**Exercise brief**
Pull out every line with the word "self" from the entries below.

##########

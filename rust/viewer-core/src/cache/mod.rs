//! The response cache: one [CacheEntry] per [crate::data::JobIdentity], and
//! the version gate that decides whether an entry may be reused.

mod entry;
mod gate;
mod memory;

pub use entry::*;
pub use gate::*;
pub use memory::*;

use crate::data::JobIdentity;
use anyhow::Result;
use async_trait::async_trait;

/// Storage for [CacheEntry]s, keyed by [JobIdentity]. Implementations must
/// replace entries atomically: a reader observes either the previous entry
/// or the new one, never a mix.
#[async_trait]
pub trait ResponseCache: Clone + Send + Sync {
    /// Read the live entry for `identity`
    async fn get(&self, identity: &JobIdentity) -> Result<Option<CacheEntry>>;

    /// Store `entry`, replacing any previous entry for the same identity;
    /// returns the replaced entry
    async fn upsert(&self, entry: CacheEntry) -> Result<Option<CacheEntry>>;

    /// Remove the entry for `identity`, returning it
    async fn delete(&self, identity: &JobIdentity) -> Result<Option<CacheEntry>>;
}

##########

**Answer box**
    async fn get(&self, identity: &JobIdentity) -> Result<Option<CacheEntry>>;
    async fn upsert(&self, entry: CacheEntry) -> Result<Option<CacheEntry>>;
    async fn delete(&self, identity: &JobIdentity) -> Result<Option<CacheEntry>>;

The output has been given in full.